How was it? I bet some “trials” were simple, while others were hard, so much so you have randomly guessed - or at least this is what you think. Crucially, however, how hard each trial was might vary from person to person, especially for those images that were somewhat in the middle. Some of you might be serial Where is Wally players, others might have seen these pictures for the very first time now and have no clue what is happening here. This is interesting! It means that the same exact images can be perceived and processed differently by different people. Ok, this observation is not ground-braking but it allows me to introduce the question we want to tackle today:

How do we assess and quantify someone’s performance in a given task?

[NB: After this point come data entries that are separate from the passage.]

//! Audio mixer module.
//!
//! Mixes several input streams into one by per-sample averaging of 16-bit
//! samples. Each input owns an accumulation queue; the mixing pipeline
//! fills them from its input pipelines' consumer queues, padding with
//! silence when an input underruns, and drains one mixed payload per
//! process call. Leftover input bytes carry over to the next round.

use alloc::boxed::Box;
use alloc::vec::Vec;

use awl_core::MemPool;

use crate::error::{Error, Result};
use crate::format::BitDepth;

/// Fewest inputs a mixer can combine.
pub const MIN_MIXER_INPUTS: u8 = 2;

/// Most inputs a mixer can combine.
pub const MAX_MIXER_INPUTS: u8 = 3;

/// Smallest mixable payload in bytes.
const MIN_PAYLOAD_SIZE: u16 = 2;

/// Largest mixable payload in bytes.
const MAX_PAYLOAD_SIZE: u16 = 240;

/// Mixer configuration.
#[derive(Debug, Clone, Copy)]
pub struct MixerCfg {
    /// Number of input streams.
    pub nb_of_inputs: u8,
    /// Payload size of the mixed output in bytes.
    pub payload_size: u16,
    /// Sample bit depth; only 16-bit mixing is supported.
    pub bit_depth: BitDepth,
}

struct MixerQueue {
    samples: Box<[u8]>,
    current_size: u16,
}

/// N-input averaging mixer.
pub struct MixerModule {
    /// Mixer configuration.
    pub cfg: MixerCfg,
    input_queues: Vec<MixerQueue>,
    output_packet: Box<[u8]>,
}

impl MixerModule {
    /// Create a mixer, drawing its buffers from the memory pool.
    pub fn new(cfg: MixerCfg, pool: &mut MemPool) -> Result<Self> {
        if cfg.nb_of_inputs < MIN_MIXER_INPUTS || cfg.nb_of_inputs > MAX_MIXER_INPUTS {
            return Err(Error::MixerInitFailure);
        }
        if cfg.bit_depth != BitDepth::Bits16 {
            return Err(Error::MixerInitFailure);
        }
        if cfg.payload_size < MIN_PAYLOAD_SIZE || cfg.payload_size > MAX_PAYLOAD_SIZE {
            return Err(Error::MixerInitFailure);
        }

        let mut input_queues = Vec::with_capacity(usize::from(cfg.nb_of_inputs));
        for _ in 0..cfg.nb_of_inputs {
            // Room for a full payload plus a carried remainder.
            let samples = pool
                .alloc_bytes(usize::from(cfg.payload_size) * 2)
                .ok_or(Error::NotEnoughMemory)?;
            input_queues.push(MixerQueue {
                samples,
                current_size: 0,
            });
        }
        let output_packet = pool
            .alloc_bytes(usize::from(cfg.payload_size))
            .ok_or(Error::NotEnoughMemory)?;

        Ok(Self {
            cfg,
            input_queues,
            output_packet,
        })
    }

    /// Bytes currently accumulated for one input.
    pub fn input_len(&self, input: usize) -> u16 {
        self.input_queues[input].current_size
    }

    /// Append payload bytes to an input's accumulation queue.
    pub fn append_samples(&mut self, input: usize, samples: &[u8]) {
        let queue = &mut self.input_queues[input];
        let offset = usize::from(queue.current_size);
        let len = samples.len().min(queue.samples.len() - offset);
        queue.samples[offset..offset + len].copy_from_slice(&samples[..len]);
        queue.current_size += len as u16;
    }

    /// Append silence to an input's accumulation queue.
    pub fn append_silence(&mut self, input: usize, size: u16) {
        let queue = &mut self.input_queues[input];
        let offset = usize::from(queue.current_size);
        let len = usize::from(size).min(queue.samples.len() - offset);
        queue.samples[offset..offset + len].fill(0);
        queue.current_size += len as u16;
    }

    /// Mix one payload from every input queue into the output packet and
    /// carry the remainders over.
    pub fn mix_packets(&mut self) {
        self.mix_i16();
        self.handle_remainder();
    }

    /// The last mixed payload.
    pub fn output_packet(&self) -> &[u8] {
        &self.output_packet
    }

    fn mix_i16(&mut self) {
        let sample_count = usize::from(self.cfg.payload_size) / 2;
        let nb_of_inputs = i32::from(self.cfg.nb_of_inputs);

        for sample in 0..sample_count {
            let mut sum: i32 = 0;
            for queue in &self.input_queues {
                let offset = sample * 2;
                sum += i32::from(i16::from_le_bytes([
                    queue.samples[offset],
                    queue.samples[offset + 1],
                ]));
            }
            let mixed = (sum / nb_of_inputs) as i16;
            self.output_packet[sample * 2..sample * 2 + 2].copy_from_slice(&mixed.to_le_bytes());
        }
    }

    fn handle_remainder(&mut self) {
        let payload = usize::from(self.cfg.payload_size);
        for queue in &mut self.input_queues {
            let current = usize::from(queue.current_size);
            let remainder = current.saturating_sub(payload);
            if remainder > 0 {
                queue.samples.copy_within(payload..payload + remainder, 0);
            }
            queue.current_size = remainder as u16;
        }
    }
}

We will tackle this question with Signal Detection Theory (SDT)

Setting some boundaries

The question is large in scope. What do I mean by performance? Which tasks are we talking about? The time we have is limited (and my brain as well), and even if SDT can be employed in a variety of cases, we will focus only on the two most common and basic tasks: (1 Alternative Forced Choice Task (1AFC) (aka YES-NO tasks, but I think this name is misleading) and 2 Alternative Forced Choice Tasks (2AFC).

  • 1AFC: As described in Hautus, Macmillan and Creelman, these tasks aim to distinguish between stimuli. Modifying the book a bit, an example is deciding whether an MRI brain scan shows abnormalities or not. If we want to stay more in the cognitive psychology realm, whether the Müller-Lyer line on the right is longer than the one on the left.

    It’s not - trust me. As hinted above, these tasks are commonly known as YES-NO tasks, because they often allow only two answers, maybe and perhaps. However, this is not necessarily the case and many other tasks that are not Yes-No tasks require a yes-no answer. So, I prefer the name 1AFC (unfortunately, I don’t remember where I read about this definition, as it’s not mine). The 1 in the definition represents the number of stimuli you present at any given time. One MRI scan, one line (other than the comparison), and one image with or without Wally.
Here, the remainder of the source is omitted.